Both measures, the government said, will apply in taxation years that begin after 2018. The two measures, along with new rules on income sprinkling, are expected to raise $925 million per year for the government by 2022-23.
Tuesday’s budget documents emphasized that for a farm operating as a CCPC, investment income from the AgriInvest program — which includes matching government contributions — is not considered passive income and won’t be affected by the new rules.
The budget proposals on passive investments are targeted, the government said, to affect less than three per cent of CCPCs, or about 50,000 private corporations.
CFA president Ron Bonnett, in a separate release Tuesday, said the farm organization “is pleased that changes regarding passive investment incomes have been further clarified. However, more time is needed to review the legislation with more scrutiny.”
The budget doesn’t include any specific additional measures for the federal agriculture department, holding its program expenses at $2.4 billion for 2018.
Noting “few mentions” of agriculture in Morneau’s budget speech and documents, Bonnett said Tuesday the CFA is “disappointed that the government hasn’t directly followed up on the vision from last year’s budget, which set ambitious targets to grow the industry for the benefit of all Canadians.”
However, Bonnett said, the budget’s “continued focus on research and innovation” is positive.
On the research front, the budget announced phase one of “an ambitious plan to renew federal laboratories,” offering up $2.8 billion over five years, starting in 2018–19, for constriction of “multi‐purpose, collaborative, federal science and technology facilities.”
Specifically, the government said, “rather than work in silos, this new approach to federal science and discovery will look to bring together federal scientists and science facilities across government including Agriculture and Agri-Food Canada, Natural Resources Canada, Fisheries and Oceans Canada, Environment and Climate Change Canada, the National Research Council and others.”

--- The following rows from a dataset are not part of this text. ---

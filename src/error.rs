//! Error types surfaced by the validation pipeline.
//!
//! There are three families:
//!
//! - [`ApiError`] - per-request failures handed to the host server for rendering
//!   (client errors and contract violations on output).
//! - [`ConfigError`] - install/build-time failures. These represent a misconfigured
//!   deployment and are returned from builders, never deferred to request time.
//! - [`ValidationError`] - one structured schema violation; a failing stage carries
//!   every violation it found.

use http::{Method, StatusCode};
use serde::Serialize;
use serde_json::{json, Value};
use std::fmt;
use thiserror::Error;

/// Where a [`ValidationError`] was found.
#[derive(Debug, Clone, Copy, PartialEq, Eq, Hash, Serialize)]
#[serde(rename_all = "camelCase")]
pub enum ErrorLocation {
    Path,
    Query,
    Header,
    Cookie,
    RequestBody,
    ResponseBody,
}

impl fmt::Display for ErrorLocation {
    fn fmt(&self, f: &mut fmt::Formatter<'_>) -> fmt::Result {
        let s = match self {
            ErrorLocation::Path => "path",
            ErrorLocation::Query => "query",
            ErrorLocation::Header => "header",
            ErrorLocation::Cookie => "cookie",
            ErrorLocation::RequestBody => "requestBody",
            ErrorLocation::ResponseBody => "responseBody",
        };
        f.write_str(s)
    }
}

/// A single schema violation.
///
/// `path` uses dotted notation relative to the validated value, e.g. `.price`
/// or `.items[0].name`. `keyword` is the JSON-Schema (or OpenAPI) keyword that
/// failed: `required`, `type`, `enum`, `readOnly`, `additionalProperties`, ...
#[derive(Debug, Clone, PartialEq, Eq, Serialize)]
pub struct ValidationError {
    pub location: ErrorLocation,
    pub path: String,
    pub message: String,
    pub keyword: String,
}

impl ValidationError {
    pub fn new(
        location: ErrorLocation,
        path: impl Into<String>,
        keyword: impl Into<String>,
        message: impl Into<String>,
    ) -> Self {
        Self {
            location,
            path: path.into(),
            keyword: keyword.into(),
            message: message.into(),
        }
    }
}

impl fmt::Display for ValidationError {
    fn fmt(&self, f: &mut fmt::Formatter<'_>) -> fmt::Result {
        write!(f, "{}{} {}", self.location, self.path, self.message)
    }
}

/// Typed failure handed back to the host server.
///
/// Every variant maps to exactly one HTTP status code via [`ApiError::status`],
/// and renders to a problem-details JSON body via [`ApiError::to_body`].
#[derive(Debug, Error)]
pub enum ApiError {
    #[error("request validation failed with {} error(s)", errors.len())]
    BadRequest {
        message: String,
        errors: Vec<ValidationError>,
    },

    #[error("unauthorized: {message}")]
    Unauthorized { message: String },

    #[error("forbidden: {message}")]
    Forbidden { message: String },

    #[error("not found: {method} {path}")]
    NotFound { method: Method, path: String },

    #[error("method {method} not allowed for {path}")]
    MethodNotAllowed {
        method: Method,
        path: String,
        allowed: Vec<Method>,
    },

    #[error("unsupported media type: {content_type}")]
    UnsupportedMediaType { content_type: String },

    #[error("request entity too large: {size} bytes exceeds limit of {limit}")]
    RequestEntityTooLarge { size: usize, limit: usize },

    #[error("internal server error: {message}")]
    InternalServerError {
        message: String,
        errors: Vec<ValidationError>,
    },
}

impl ApiError {
    pub fn bad_request(errors: Vec<ValidationError>) -> Self {
        let message = summarize(&errors);
        ApiError::BadRequest { message, errors }
    }

    pub fn response_violation(errors: Vec<ValidationError>) -> Self {
        let message = format!(".response {}", summarize(&errors));
        ApiError::InternalServerError { message, errors }
    }

    pub fn internal(message: impl Into<String>) -> Self {
        ApiError::InternalServerError {
            message: message.into(),
            errors: Vec::new(),
        }
    }

    #[must_use]
    pub fn status(&self) -> StatusCode {
        match self {
            ApiError::BadRequest { .. } => StatusCode::BAD_REQUEST,
            ApiError::Unauthorized { .. } => StatusCode::UNAUTHORIZED,
            ApiError::Forbidden { .. } => StatusCode::FORBIDDEN,
            ApiError::NotFound { .. } => StatusCode::NOT_FOUND,
            ApiError::MethodNotAllowed { .. } => StatusCode::METHOD_NOT_ALLOWED,
            ApiError::UnsupportedMediaType { .. } => StatusCode::UNSUPPORTED_MEDIA_TYPE,
            ApiError::RequestEntityTooLarge { .. } => StatusCode::PAYLOAD_TOO_LARGE,
            ApiError::InternalServerError { .. } => StatusCode::INTERNAL_SERVER_ERROR,
        }
    }

    /// Structured validation errors carried by this failure (empty if none).
    #[must_use]
    pub fn errors(&self) -> &[ValidationError] {
        match self {
            ApiError::BadRequest { errors, .. } | ApiError::InternalServerError { errors, .. } => {
                errors
            }
            _ => &[],
        }
    }

    /// Render as an RFC 7807 problem-details body.
    #[must_use]
    pub fn to_body(&self) -> Value {
        let status = self.status();
        let mut body = json!({
            "type": "about:blank",
            "title": status.canonical_reason().unwrap_or("Error"),
            "status": status.as_u16(),
            "detail": self.to_string(),
        });
        if !self.errors().is_empty() {
            body["errors"] = serde_json::to_value(self.errors()).unwrap_or(Value::Null);
        }
        if let ApiError::MethodNotAllowed { allowed, .. } = self {
            body["allowed"] = Value::from(allowed.iter().map(Method::to_string).collect::<Vec<_>>());
        }
        body
    }
}

fn summarize(errors: &[ValidationError]) -> String {
    errors
        .iter()
        .map(ToString::to_string)
        .collect::<Vec<_>>()
        .join(", ")
}

/// A problem found while turning the document and options into a route table,
/// validator set or handler binding.
#[derive(Debug, Clone, PartialEq, Eq)]
pub struct ValidationIssue {
    pub location: String,
    pub kind: String,
    pub message: String,
}

impl ValidationIssue {
    pub fn new(
        location: impl Into<String>,
        kind: impl Into<String>,
        message: impl Into<String>,
    ) -> Self {
        ValidationIssue {
            location: location.into(),
            kind: kind.into(),
            message: message.into(),
        }
    }
}

impl fmt::Display for ValidationIssue {
    fn fmt(&self, f: &mut fmt::Formatter<'_>) -> fmt::Result {
        write!(f, "[{}] {}: {}", self.kind, self.location, self.message)
    }
}

/// Install-time failure. Fatal: the caller should refuse to start.
#[derive(Debug, Error)]
pub enum ConfigError {
    #[error("OpenAPI document has {} issue(s): {}", .0.len(), join_issues(.0))]
    Issues(Vec<ValidationIssue>),

    #[error("invalid option `{option}`: {message}")]
    InvalidOption { option: &'static str, message: String },

    #[error("conflicting options: {0}")]
    Conflict(String),

    #[error("failed to compile schema for {operation} ({target}): {message}")]
    SchemaCompile {
        operation: String,
        target: String,
        message: String,
    },

    #[error("no security handler registered for scheme '{scheme}' (used by {operation})")]
    MissingSecurityHandler { scheme: String, operation: String },

    #[error("found x-eov-operation-id for route [{method} - {path}]. x-eov-operation-handler required.")]
    MissingOperationHandler { method: Method, path: String },

    #[error("found x-eov-operation-handler for route [{method} - {path}]. operationId or x-eov-operation-id required.")]
    MissingOperationId { method: Method, path: String },

    #[error("handler module '{module}' is not registered")]
    UnknownHandlerModule { module: String },

    #[error("could not find handler '{operation_id}' in module '{module}'")]
    UnresolvedHandler { operation_id: String, module: String },

    #[error(transparent)]
    Load(#[from] anyhow::Error),
}

impl ConfigError {
    /// Log every issue the way the build step reports them, then return self.
    #[must_use]
    pub fn logged(self) -> Self {
        if let ConfigError::Issues(issues) = &self {
            for issue in issues {
                tracing::error!(
                    kind = %issue.kind,
                    location = %issue.location,
                    message = %issue.message,
                    "OpenAPI document issue"
                );
            }
        } else {
            tracing::error!(error = %self, "configuration error");
        }
        self
    }
}

fn join_issues(issues: &[ValidationIssue]) -> String {
    issues
        .iter()
        .map(ToString::to_string)
        .collect::<Vec<_>>()
        .join("; ")
}

/// Fail with every collected issue at once, or succeed if there are none.
pub fn fail_if_issues(issues: Vec<ValidationIssue>) -> Result<(), ConfigError> {
    if issues.is_empty() {
        Ok(())
    } else {
        Err(ConfigError::Issues(issues).logged())
    }
}
//! Response-side checks: declared status, declared media type, body schema.

use super::compiled::{negotiate, CompiledValidatorSet, MediaValidators};
use super::visibility::{remove_additional, strip_write_only};
use crate::context::essence;
use crate::error::{ApiError, ErrorLocation, ValidationError};
use crate::spec::ResponseKey;
use serde_json::Value;
use tracing::warn;

impl CompiledValidatorSet {
    /// Declared responses for `status`: exact code, then `NXX`, then `default`.
    pub(crate) fn response_for(&self, status: u16) -> Option<(ResponseKey, &MediaValidators)> {
        [ResponseKey::Status(status), ResponseKey::Range(status / 100), ResponseKey::Default]
            .into_iter()
            .find_map(|key| self.responses.get(&key).map(|m| (key, m)))
    }

    /// Check a handler's output and return the body to send.
    ///
    /// `writeOnly` properties are removed before validation so they never leave
    /// the service. A no-op when response validation is off.
    ///
    /// # Errors
    ///
    /// [`ApiError::InternalServerError`] carrying the violations.
    pub fn validate_response(
        &self,
        status: u16,
        content_type: Option<&str>,
        body: Option<Value>,
    ) -> Result<Option<Value>, ApiError> {
        let Some(opts) = self.response_options else {
            return Ok(body);
        };
        if self.responses.is_empty() {
            return Ok(body);
        }

        let Some((key, declared)) = self.response_for(status) else {
            warn!(operation = %self.operation.key(), status, "Undeclared response status");
            return Err(ApiError::response_violation(vec![ValidationError::new(
                ErrorLocation::ResponseBody,
                "",
                "status",
                format!("no response declared for status {status}"),
            )]));
        };

        let Some(mut body) = body else {
            return Ok(None);
        };
        if declared.is_empty() {
            return Ok(Some(body));
        }

        let media = content_type.map(essence).unwrap_or_else(|| "application/json".to_string());
        let Some((_, compiled)) = negotiate(declared, &media) else {
            return Err(ApiError::response_violation(vec![ValidationError::new(
                ErrorLocation::ResponseBody,
                "",
                "contentType",
                format!("content type {media} is not declared for response {key}"),
            )]));
        };
        let Some(compiled) = compiled else {
            return Ok(Some(body));
        };

        strip_write_only(&mut body, compiled.schema());
        remove_additional(&mut body, compiled.schema(), opts.remove_additional);
        let errors = compiled.validate(&body, ErrorLocation::ResponseBody);
        if errors.is_empty() {
            Ok(Some(body))
        } else {
            warn!(operation = %self.operation.key(), status, errors = errors.len(), "Response failed validation");
            Err(ApiError::response_violation(errors))
        }
    }
}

The budget also sets aside $100 million over five years for the Strategic Innovation Fund with a “particular focus on supporting projects that relate to (low Earth orbit, or LEO) satellites and next-generation rural broadband.”
LEO satellites, the government said, “can receive and transmit data with significantly improved response times” and help provide internet services across “challenging landscapes” at lower costs than fibre-optic lines.
Tuesday’s budget also commits $4.3 million over five years, starting in 2018–19, to “support the reopening” of penitentiary farms at the Joyceville and Collins Bay Institutions at Kingston, Ont.
The farms are to be run by Corcan, a rehabilitation programming agency of the Correctional Service of Canada (CSC).
The government in mid-2016 announced a feasibility study on reopening the Kingston farms, which the previous Conservative government had wound down in 2009. An advisory panel, including four eastern Ontario farmers, was set up last spring to further explore the idea of reopening farms at the sites.
The budget on Tuesday also pledged $194.1 million over five years toward a “robust compliance regime” to protect and enforce rights for temporary foreign workers (TFWs) in Canada, including unannounced inspections and “ongoing collection of labour market information related to open work permits.”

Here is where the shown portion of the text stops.